I am glad that things are going well for you this evening. How is the idea of your trip sitting with you at the moment? I want to touch on what you shared about feeling the need to be okay or lighter whilst around others. I think it's understandable to want to be your most vibrant self, but it's also so much pressure - especially when you are going through a hard time. I think you're allowed to be all pf yourself on this trip. (Yes, I know this is an uncomfortable idea to sit with, I find this hard too.). 

That being said, it may be helpful to take time out for you whenever you can? I know you will be rooming with someone else after the first 5 days, but even time alone in a park or at a cafe could be helpful to come back to your centre. What do you think?

And honestly, sometimes the things we 'should' be excited about also come with stress, fear, or heaviness - I think allowing all of these feelings in is important. But maybe it would be nice to create a list of all the things you are looking forward to/the possibilities for this trip? It may be helpful in redirecting your energy towards gratitude again. ☺️

It would be really tough not having answers before you leave... there's so many factors at play for you here, so please remember to be gentle with yourself. Can you think of one thing that may allow you to feel comforted whilst you're away? So that no matter what you are feeling - good or bad - you know that you are supported? 💛

Re: Not Good Enough

Thanks for your response @AuntGlow, I don't know how you mods do it when there is only one of you on in the evening, which seems to be the busiest time.

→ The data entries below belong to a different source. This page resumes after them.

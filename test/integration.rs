// SPDX-FileCopyrightText: 2025 Jason Pena <jasonpena@awkless.com>
// SPDX-License-Identifier: MIT

use crate::{HostDouble, RepoFixture, RepoKind};

use zshup::{
    bootstrap::Bootstrap,
    config::Manifest,
    context::Context,
    plugin::{Git2Retrieval, PluginFetcher, Retrieval},
    report::Outcome,
};

use anyhow::Result;
use indoc::indoc;
use pretty_assertions::assert_eq;
use sealed_test::prelude::*;
use std::{fs, path::Path};

const ZSHRC: &str = indoc! {r#"
    export ZSH="$HOME/.oh-my-zsh"
    ZSH_THEME="robbyrussell"
    plugins=(git)
    source $ZSH/oh-my-zsh.sh
"#};

const MANIFEST: &str = indoc! {r#"
    [shell]
    name = "zsh"

    [[capability]]
    name = "zsh"
    detect = { command = "zsh" }
    install = { package = "zsh" }
    mandatory = true

    [[capability]]
    name = "oh-my-zsh"
    detect = { path = "@ROOT@/.oh-my-zsh/oh-my-zsh.sh" }
    install = { script = "echo never runs" }
    mandatory = true

    [[plugin]]
    name = "zsh-autosuggestions"
    url = "@PLUGIN@"

    [[edit]]
    name = "plugins"
    kind = "list-entries"
    key = "plugins"
    entries = ["git", "zsh-autosuggestions"]
    before = '^\s*source\s+.*oh-my-zsh\.sh'

    [[edit]]
    name = "theme"
    kind = "replace-line"
    pattern = '^ZSH_THEME='
    line = 'ZSH_THEME="agnoster"'

    [[edit]]
    name = "history"
    kind = "append-block"
    block = """
    HISTSIZE=10000
    SAVEHIST=10000
    """
"#};

fn plugin_source(root: &Path, kind: RepoKind) -> Result<RepoFixture> {
    let repo = RepoFixture::new(root.join("upstream/zsh-autosuggestions"), kind)?;
    repo.stage_and_commit(
        "zsh-autosuggestions.plugin.zsh",
        "source ${0:A:h}/zsh-autosuggestions.zsh\n",
    )?;
    Ok(repo)
}

fn context(root: &Path) -> Context {
    Context {
        home: root.into(),
        user: "blah".into(),
        plugin_root: root.join(".oh-my-zsh/custom"),
        rc_file: root.join(".zshrc"),
        shell_registry: root.join("shells"),
        login_shell: Some("/bin/bash".into()),
        privileged: false,
        stamp: "20250101-000000".into(),
    }
}

fn clone_plugin(kind: RepoKind) -> Result<()> {
    let root = std::env::current_dir()?;
    let source = plugin_source(&root, kind)?;
    let destination = root.join("custom/plugins/zsh-autosuggestions");
    fs::create_dir_all(root.join("custom/plugins"))?;

    Git2Retrieval.retrieve(&source.url(), &destination)?;

    assert_eq!(
        fs::read_to_string(destination.join("zsh-autosuggestions.plugin.zsh"))?,
        "source ${0:A:h}/zsh-autosuggestions.zsh\n"
    );

    Ok(())
}

#[sealed_test]
fn git2_retrieval_clones_normal_repository() -> Result<()> {
    clone_plugin(RepoKind::Normal)
}

#[sealed_test]
fn git2_retrieval_clones_bare_repository() -> Result<()> {
    clone_plugin(RepoKind::Bare)
}

#[sealed_test]
fn unreachable_plugin_leaves_nothing_behind() -> Result<()> {
    let root = std::env::current_dir()?;
    let fetcher = PluginFetcher::new(&Git2Retrieval, root.join("custom"));
    let plugin = zshup::config::PluginSpec {
        name: "zsh-missing".into(),
        url: root.join("nowhere").to_string_lossy().into_owned(),
        destination: None,
    };

    let result = fetcher.fetch(&plugin);

    assert!(result.is_failure());
    assert!(!root.join("custom/plugins/zsh-missing").exists());

    Ok(())
}

#[sealed_test]
fn bootstrap_is_idempotent() -> Result<()> {
    let root = std::env::current_dir()?;
    let source = plugin_source(&root, RepoKind::Normal)?;
    fs::create_dir_all(root.join(".oh-my-zsh"))?;
    fs::write(root.join(".oh-my-zsh/oh-my-zsh.sh"), "# framework\n")?;
    fs::write(root.join(".zshrc"), ZSHRC)?;
    fs::write(root.join("shells"), "/bin/bash\n/usr/bin/zsh\n")?;

    let manifest: Manifest = MANIFEST
        .replace("@ROOT@", &root.to_string_lossy())
        .replace("@PLUGIN@", &source.url())
        .parse()?;
    let context = context(&root);
    let host = HostDouble::new("blah", "/bin/bash").with_executable("zsh", "/usr/bin/zsh");

    let first = Bootstrap::new(&context, &manifest, &host, &Git2Retrieval).run()?;
    assert!(first.warnings().next().is_none());
    assert_eq!(first.outcome("plugin zsh-autosuggestions"), Some(&Outcome::Installed));
    assert_eq!(first.outcome("default shell zsh"), Some(&Outcome::Changed));
    assert_eq!(host.login_shell(), Path::new("/usr/bin/zsh"));

    let expect = indoc! {r#"
        export ZSH="$HOME/.oh-my-zsh"
        ZSH_THEME="agnoster"
        plugins=(git zsh-autosuggestions)
        source $ZSH/oh-my-zsh.sh

        HISTSIZE=10000
        SAVEHIST=10000
    "#};
    assert_eq!(fs::read_to_string(root.join(".zshrc"))?, expect);
    assert_eq!(
        fs::read_to_string(root.join(".zshrc.zshup-20250101-000000.bak"))?,
        ZSHRC
    );

    let history_after_first = host.history().len();
    let second = Bootstrap::new(&context, &manifest, &host, &Git2Retrieval).run()?;
    assert!(second.is_noop());
    assert_eq!(fs::read_to_string(root.join(".zshrc"))?, expect);
    assert!(!host.history()[history_after_first..]
        .iter()
        .any(|call| call.starts_with("chsh") || call.starts_with("sudo")));

    Ok(())
}
// SPDX-FileCopyrightText: 2025 Jason Pena <jasonpena@awkless.com>
// SPDX-License-Identifier: MIT

//! Capability probing.
//!
//! Read-only checks for what the host already has. A probe never installs,
//! writes, or otherwise changes anything. When the tooling a probe relies on
//! is itself unavailable, the answer degrades to [`Detection::Absent`]
//! instead of failing the run.

use crate::{
    config::Detect,
    host::{quote, CommandRunner, HostError, Invocation},
};

use std::path::PathBuf;
use tracing::{debug, instrument};

/// Result of probing for a capability.
#[derive(Debug, Clone, Copy, PartialEq, Eq)]
pub enum Detection {
    Present,
    Absent,
}

impl Detection {
    pub fn is_present(self) -> bool {
        matches!(self, Self::Present)
    }
}

/// Probe host for capabilities through a command runner.
#[derive(Debug)]
pub struct Prober<'run, R>
where
    R: CommandRunner,
{
    runner: &'run R,
}

impl<'run, R> Prober<'run, R>
where
    R: CommandRunner,
{
    /// Construct new prober.
    pub fn new(runner: &'run R) -> Self {
        Self { runner }
    }

    /// Detect if capability described by predicate is present.
    #[instrument(skip(self), level = "debug")]
    pub fn detect(&self, predicate: &Detect) -> Detection {
        let present = match predicate {
            Detect::Command(name) => self.locate(name).is_some(),
            Detect::Path(path) => path.exists(),
        };

        if present {
            Detection::Present
        } else {
            Detection::Absent
        }
    }

    /// Resolve absolute path of executable through `PATH`.
    ///
    /// Uses the POSIX `command -v` builtin, so no extra tooling like `which`
    /// needs to be installed.
    #[instrument(skip(self), level = "debug")]
    pub fn locate(&self, name: &str) -> Option<PathBuf> {
        let probe = Invocation::shell(format!("command -v {}", quote(name)));
        match self.runner.run(&probe) {
            // INVARIANT: Only accept absolute paths, `command -v` reports aliases and builtins too.
            Ok(output) => output
                .lines()
                .next()
                .map(PathBuf::from)
                .filter(|path| path.is_absolute()),
            Err(HostError::Failed { .. }) => None,
            Err(error @ HostError::Spawn { .. }) => {
                debug!("cannot probe for {name:?}, assuming absent: {error}");
                None
            }
        }
    }
}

I feel a bit better about the trip, because I firmed up in my mind what was actually happening. I am one of those people who "need" to know what's going on, so there's no surprises I suppose. The CSA for me was very random, so I probably don't like things to be surprises, small surprises I am ok with.

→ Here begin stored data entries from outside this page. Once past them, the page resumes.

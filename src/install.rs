// SPDX-FileCopyrightText: 2025 Jason Pena <jasonpena@awkless.com>
// SPDX-License-Identifier: MIT

//! Idempotent capability installation.
//!
//! The [`Installer`] makes sure a [`Capability`] is present on the host. It
//! never runs an install directive for something that is already there, so
//! running it over and over is always safe.
//!
//! # Mandatory and Optional Capabilities
//!
//! How an install failure is treated depends on one thing only: whether the
//! capability is mandatory. A failed mandatory install halts the whole run as
//! [`InstallError::MandatoryInstallFailed`]. A failed optional install is
//! just a [`Outcome::NonFatalFailure`] that shows up in the final summary.

pub mod manager;

use crate::{
    config::{Capability, InstallDirective},
    context::Context,
    host::{CommandRunner, Invocation},
    install::manager::PackageManager,
    probe::Prober,
    report::Outcome,
};

use std::cell::Cell;
use tracing::{info, instrument, warn};

/// Install capabilities through the host's package manager.
///
/// The package manager is probed once at construction, and that selection
/// sticks for the rest of the run.
#[derive(Debug)]
pub struct Installer<'run, R>
where
    R: CommandRunner,
{
    runner: &'run R,
    prober: Prober<'run, R>,
    manager: Option<PackageManager>,
    privileged: bool,
    refreshed: Cell<bool>,
}

impl<'run, R> Installer<'run, R>
where
    R: CommandRunner,
{
    /// Construct new installer, selecting package manager of host.
    pub fn new(runner: &'run R, context: &Context) -> Self {
        let prober = Prober::new(runner);
        let manager = PackageManager::detect(&prober);
        match manager {
            Some(manager) => info!("using package manager {manager}"),
            None => warn!("no supported package manager found"),
        }

        Self {
            runner,
            prober,
            manager,
            privileged: context.privileged,
            refreshed: Cell::new(false),
        }
    }

    /// Package manager selected for this run.
    pub fn manager(&self) -> Option<PackageManager> {
        self.manager
    }

    /// Make sure capability is present on host.
    ///
    /// # Errors
    ///
    /// - Return [`InstallError::MandatoryInstallFailed`] if capability is
    ///   mandatory and could not be installed.
    #[instrument(skip(self, capability), fields(capability = %capability.name), level = "debug")]
    pub fn ensure(&self, capability: &Capability) -> Result<Outcome> {
        if self.prober.detect(&capability.detect).is_present() {
            return Ok(Outcome::AlreadyPresent);
        }

        info!("install {}", capability.name);
        let failure = match self.directive(&capability.install) {
            Ok(invocation) => match self.runner.run_interactive(&invocation) {
                Ok(()) => return Ok(Outcome::Installed),
                Err(error) => (error.to_string(), invocation.to_string()),
            },
            Err(NoPackageManager) => (
                "no supported package manager found".to_string(),
                format!(
                    "install package {:?} with your system's package manager",
                    package_name(&capability.install)
                ),
            ),
        };

        let (reason, remedy) = failure;
        if capability.mandatory {
            return Err(InstallError::MandatoryInstallFailed {
                name: capability.name.clone(),
                reason,
                remedy,
            });
        }

        Ok(Outcome::failed_with_remedy(reason, remedy))
    }

    fn directive(&self, directive: &InstallDirective) -> Result<Invocation, NoPackageManager> {
        match directive {
            InstallDirective::Script(script) => Ok(Invocation::shell(script.clone())),
            InstallDirective::Package(package) => {
                let manager = self.manager.ok_or(NoPackageManager)?;
                self.refresh_once(manager);
                Ok(manager.install(package, self.privileged))
            }
        }
    }

    fn refresh_once(&self, manager: PackageManager) {
        if self.refreshed.replace(true) {
            return;
        }

        if let Some(refresh) = manager.refresh(self.privileged) {
            info!("refresh package index: {refresh}");
            if let Err(error) = self.runner.run_interactive(&refresh) {
                warn!("package index refresh failed, installing anyway: {error}");
            }
        }
    }
}

fn package_name(directive: &InstallDirective) -> &str {
    match directive {
        InstallDirective::Package(package) => package,
        InstallDirective::Script(script) => script,
    }
}

struct NoPackageManager;

/// Capability installation error types.
#[derive(Debug, thiserror::Error)]
pub enum InstallError {
    /// Mandatory capability could not be installed.
    #[error("cannot install mandatory {name:?}: {reason}\ninstall it by hand with: {remedy}")]
    MandatoryInstallFailed {
        name: String,
        reason: String,
        remedy: String,
    },
}

/// Friendly result alias :3
pub type Result<T, E = InstallError> = std::result::Result<T, E>;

I will be going to a crowded place so hypervigilance will be good from the safety point of view though.

When you are in a sport team, you do need to be aware of the other team members. But most of the trip will actually be a holiday. I would be concerned about others in a group anyhow if it wasn't a sport trip. 

I wish I could say what I was doing because it really is an unbelievable opportunity and once in a lifetime experience, which actually most people won't experience. I will say my sport team is a cancer survivor team.

There is a reason a knew about IFS because it is used for dissociative conditions. A younger part of me has formed a solid bond with my psychologist, so we will hold her in my mind. Which I know is a bit weird, but it will help. 

I have not been recalled or contacted about my scans, so that's a good sign.

Hope you have a good week. I'm not sure if you are on tomorrow.

 

Re: Not Good Enough

@Till23 just popping in to say...

 

I've been thinking about you with your scans.